*** Opening Information shown ***

// SPDX-License-Identifier: MIT
// Copyright 2026 Roland Dreier <roland@rolandd.dev>

//! Application context: wires the store, codec, and blob storage together.
//!
//! Handles the core workflow:
//! 1. Restore the stored snapshot at startup
//! 2. Validate form submissions into workouts
//! 3. Append to the session list and persist
//! 4. Resolve list activations back to map coordinates

use crate::error::Result;
use crate::models::Coordinates;
use crate::services::intake::{self, WorkoutForm};
use crate::storage::{self, keys, BlobStore};
use crate::store::{SessionWorkout, WorkoutStore};

/// The single state object behind every UI event.
///
/// Each operation runs to completion before the next event arrives; nothing
/// here is shared across threads.
pub struct App<B: BlobStore> {
    store: WorkoutStore,
    blob: B,
}

impl<B: BlobStore> App<B> {
    /// Start a session: restore whatever the blob holds.
    ///
    /// A missing or unreadable snapshot starts the session empty.
    pub fn bootstrap(blob: B) -> Self {
        let mut store = WorkoutStore::new();
        match storage::decode_snapshot(blob.get(keys::WORKOUTS).as_deref()) {
            Some(records) => {
                tracing::info!(count = records.len(), "Restored workouts from storage");
                store.replace_all(records);
            }
            None => {
                tracing::info!("No stored workouts, starting fresh");
            }
        }
        Self { store, blob }
    }

    /// Handle a form submission at the given map pin.
    ///
    /// Returns the new workout's id. On validation failure nothing is
    /// appended and nothing is persisted.
    pub fn submit_workout(&mut self, form: &WorkoutForm, coords: Coordinates) -> Result<String> {
        // 1. Validate and build
        let workout = intake::build_workout(form, coords)?;
        let id = workout.id().to_string();
        tracing::info!(kind = %workout.kind(), id = %id, "Workout recorded");

        // 2. Append to the session list
        self.store.append(workout);

        // 3. Persist, fire-and-forget
        self.save();

        Ok(id)
    }

    /// Handle a click on a list item: resolve the workout and hand back its
    /// coordinates for map re-centering.
    ///
    /// Unknown ids are stale UI references and are ignored. Live workouts
    /// also count the interaction; restored records cannot, so for them the
    /// attempt is logged and skipped.
    pub fn activate_workout(&mut self, id: &str) -> Option<Coordinates> {
        let entry = self.store.find_by_id_mut(id)?;
        let coords = entry.coords();
        if let Err(e) = entry.record_interaction() {
            tracing::debug!(id, error = %e, "Interaction not counted");
        }
        Some(coords)
    }

    /// Look up one entry by id.
    pub fn find_workout(&self, id: &str) -> Option<&SessionWorkout> {
        self.store.find_by_id(id)
    }

    /// All entries in insertion order.
    pub fn workouts(&self) -> &[SessionWorkout] {
        self.store.all()
    }

    /// Drop the stored snapshot and empty the session list.
    ///
    /// This leaves the app in the state a reload would come up with; the
    /// hosting shell decides whether to actually restart.
    pub fn reset(&mut self) {
        self.blob.remove(keys::WORKOUTS);
        self.store.clear();
        tracing::info!("Workout storage reset");
    }

    /// Write the current list to the blob.
    ///
    /// Encode failures are logged and swallowed; the storage layer does the
    /// same for write failures. The caller never sees either.
    fn save(&mut self) {
        match storage::encode_snapshot(self.store.all()) {
            Ok(blob) => {
                self.blob.set(keys::WORKOUTS, &blob);
                tracing::debug!(count = self.store.len(), "Snapshot persisted");
            }
            Err(e) => {
                tracing::warn!(error = %e, "Snapshot encode failed, workouts not persisted")
            }
        }
    }
}

#[cfg(test)]
mod tests {
    use super::*;
    use crate::storage::MemoryBlobStore;

    fn test_coords() -> Coordinates {
        Coordinates::new(10.0, 20.0).unwrap()
    }

    fn running_form() -> WorkoutForm {
        WorkoutForm {
            kind: "running".to_string(),
            distance: "5".to_string(),
            duration: "30".to_string(),
            extra: "80".to_string(),
        }
    }

    #[test]
    fn test_bootstrap_with_empty_blob_starts_fresh() {
        let app = App::bootstrap(MemoryBlobStore::new());
        assert!(app.workouts().is_empty());
    }

    #[test]
    fn test_bootstrap_with_corrupt_blob_starts_fresh() {
        let mut blob = MemoryBlobStore::new();
        blob.set(keys::WORKOUTS, "corrupted beyond repair");
        let app = App::bootstrap(blob);
        assert!(app.workouts().is_empty());
    }

    #[test]
    fn test_submit_appends_and_persists() {
        let blob = MemoryBlobStore::new();
        let mut app = App::bootstrap(blob.clone());

        let id = app.submit_workout(&running_form(), test_coords()).unwrap();

        assert_eq!(app.workouts().len(), 1);
        assert_eq!(app.find_workout(&id).unwrap().id(), id);
        assert!(blob.get(keys::WORKOUTS).is_some());
    }

    #[test]
    fn test_activate_unknown_id_is_ignored() {
        let mut app = App::bootstrap(MemoryBlobStore::new());
        assert!(app.activate_workout("9999999999").is_none());
    }

    #[test]
    fn test_reset_clears_store_and_blob() {
        let blob = MemoryBlobStore::new();
        let mut app = App::bootstrap(blob.clone());
        app.submit_workout(&running_form(), test_coords()).unwrap();

        app.reset();

        assert!(app.workouts().is_empty());
        assert!(blob.get(keys::WORKOUTS).is_none());
    }
}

*** Closing Information shown ***

# Exercise brief:
Copy out every line of the entries where the string "records" shows up.

# Result below:
            Some(records) => {
                tracing::info!(count = records.len(), "Restored workouts from storage");
                store.replace_all(records);
    /// also count the interaction; restored records cannot, so for them the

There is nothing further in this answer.